Days before Pope John Paul II’s death on April 2, 2005, Vatican television cameras captured extraordinary footage of the Polish pope.

He was sitting alone facing the altar of his private chapel. Beneath the crucifix and tabernacle was a television screen showing a torchlit procession at Rome’s Colosseum.

It was Good Friday and the 84-year-old pope was unable to lead that year’s Way of the Cross because of his infirmity. But he was still determined to take part.

Images of the pope in his chapel were broadcast live on video screens at the Colosseum. The thousands present there cheered as they saw him sitting silently with his back to the camera.

Near the end of the Via Crucis, John Paul II was seen holding a large wooden crucifix.
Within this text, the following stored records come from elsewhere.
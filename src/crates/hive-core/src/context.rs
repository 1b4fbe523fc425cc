//! Execution context: runtime-only identity and lifecycle of one run.

use crate::graph::NodeId;
use chrono::{DateTime, Utc};
use serde::{Deserialize, Serialize};
use std::collections::HashMap;
use tokio_util::sync::CancellationToken;
use uuid::Uuid;

/// What kind of source started an execution.
#[derive(Debug, Clone, Copy, PartialEq, Eq, Serialize, Deserialize)]
#[serde(rename_all = "snake_case")]
pub enum TriggerKind {
    EventLoop,
    Cron,
    Webhook,
    Chat,
    Manual,
}

impl TriggerKind {
    /// Default per-stream concurrency for this trigger kind.
    pub fn default_concurrency(&self) -> usize {
        match self {
            TriggerKind::Cron => 1,
            _ => 4,
        }
    }

    pub fn as_str(&self) -> &'static str {
        match self {
            TriggerKind::EventLoop => "event_loop",
            TriggerKind::Cron => "cron",
            TriggerKind::Webhook => "webhook",
            TriggerKind::Chat => "chat",
            TriggerKind::Manual => "manual",
        }
    }
}

/// Lifecycle status of an execution.
#[derive(Debug, Clone, Copy, PartialEq, Eq, Serialize, Deserialize)]
#[serde(rename_all = "snake_case")]
pub enum ExecutionStatus {
    Pending,
    Running,
    Paused,
    Completed,
    Failed,
    Cancelled,
}

impl ExecutionStatus {
    pub fn is_terminal(&self) -> bool {
        matches!(self, Self::Completed | Self::Failed | Self::Cancelled)
    }

    pub fn as_str(&self) -> &'static str {
        match self {
            Self::Pending => "pending",
            Self::Running => "running",
            Self::Paused => "paused",
            Self::Completed => "completed",
            Self::Failed => "failed",
            Self::Cancelled => "cancelled",
        }
    }
}

impl std::fmt::Display for ExecutionStatus {
    fn fmt(&self, f: &mut std::fmt::Formatter<'_>) -> std::fmt::Result {
        f.write_str(self.as_str())
    }
}

/// Runtime-only state of one execution.
///
/// Created by its stream, mutated only by the executor task that owns it,
/// dropped once the run reaches a terminal status and its events are
/// flushed.
#[derive(Debug)]
pub struct ExecutionContext {
    pub execution_id: String,
    pub stream_id: String,
    pub trigger: TriggerKind,
    pub start_time: DateTime<Utc>,
    pub status: ExecutionStatus,
    pub current_node: Option<NodeId>,
    pub visit_counts: HashMap<NodeId, u32>,
    cancel: CancellationToken,
    /// First event sequence number this run will emit (1 for fresh runs,
    /// the checkpointed counter for resumed ones).
    pub(crate) initial_seq: u64,
}

impl ExecutionContext {
    pub fn new(stream_id: impl Into<String>, trigger: TriggerKind) -> Self {
        Self {
            execution_id: Uuid::new_v4().to_string(),
            stream_id: stream_id.into(),
            trigger,
            start_time: Utc::now(),
            status: ExecutionStatus::Pending,
            current_node: None,
            visit_counts: HashMap::new(),
            cancel: CancellationToken::new(),
            initial_seq: 1,
        }
    }

    /// Rebuild a context to resume a checkpointed execution.
    pub fn for_resume(checkpoint: &hive_checkpoint::Checkpoint, trigger: TriggerKind) -> Self {
        Self {
            execution_id: checkpoint.execution_id.clone(),
            stream_id: String::new(),
            trigger,
            start_time: Utc::now(),
            status: ExecutionStatus::Pending,
            current_node: Some(checkpoint.resume_node.clone()),
            visit_counts: checkpoint
                .visit_counts
                .iter()
                .map(|(k, v)| (k.clone(), *v))
                .collect(),
            cancel: CancellationToken::new(),
            initial_seq: checkpoint.event_seq,
        }
    }

    pub fn with_stream(mut self, stream_id: impl Into<String>) -> Self {
        self.stream_id = stream_id.into();
        self
    }

    /// Replace the cancel token, e.g. with a child of a parent execution's
    /// token so sub-graph runs cancel with their parent.
    pub fn with_cancel_token(mut self, token: CancellationToken) -> Self {
        self.cancel = token;
        self
    }

    /// Clone of the cooperative cancellation token.
    pub fn cancel_token(&self) -> CancellationToken {
        self.cancel.clone()
    }

    /// Signal cancellation; the executor observes it within its next await.
    pub fn cancel(&self) {
        self.cancel.cancel();
    }

    pub fn is_cancelled(&self) -> bool {
        self.cancel.is_cancelled()
    }
}

#[cfg(test)]
mod tests {
    use super::*;

    #[test]
    fn test_trigger_defaults() {
        assert_eq!(TriggerKind::EventLoop.default_concurrency(), 4);
        assert_eq!(TriggerKind::Cron.default_concurrency(), 1);
        assert_eq!(TriggerKind::Webhook.as_str(), "webhook");
    }

    #[test]
    fn test_fresh_context() {
        let ctx = ExecutionContext::new("s1", TriggerKind::Manual);
        assert_eq!(ctx.status, ExecutionStatus::Pending);
        assert!(!ctx.is_cancelled());
        assert_eq!(ctx.initial_seq, 1);
        let other = ExecutionContext::new("s1", TriggerKind::Manual);
        assert_ne!(ctx.execution_id, other.execution_id);
    }

    #[test]
    fn test_resume_context_restores_counters() {
        let mut cp = hive_checkpoint::Checkpoint::new("exec-9", "pause-node");
        cp.visit_counts.insert("a".into(), 2);
        cp.event_seq = 17;
        let ctx = ExecutionContext::for_resume(&cp, TriggerKind::Manual);
        assert_eq!(ctx.execution_id, "exec-9");
        assert_eq!(ctx.current_node.as_deref(), Some("pause-node"));
        assert_eq!(ctx.visit_counts["a"], 2);
        assert_eq!(ctx.initial_seq, 17);
    }

    #[test]
    fn test_status_terminality() {
        assert!(ExecutionStatus::Completed.is_terminal());
        assert!(ExecutionStatus::Cancelled.is_terminal());
        assert!(!ExecutionStatus::Paused.is_terminal());
        assert_eq!(ExecutionStatus::Paused.to_string(), "paused");
    }
}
The crucifix originally belonged to a Polish woman called Janina Trafalska, who like the pope experienced great suffering.

Janina told her story to the Polish Catholic television station TV Trwam in a documentary entitled “The Holy Cross, Above All.”

In 1990, at the age of 29, she plunged from a window, damaging her spine. As she underwent months of medical treatment, her artist husband, Stanisław, spent time in the Bieszczady Mountains in southeast Poland, praying for his wife as he completed the Stations of the Cross.

After Janina finished her therapy, she fell into despair. She wondered why God had permitted an accident that shattered her life’s dreams. Confined to a wheelchair, she began to withdraw from those around her.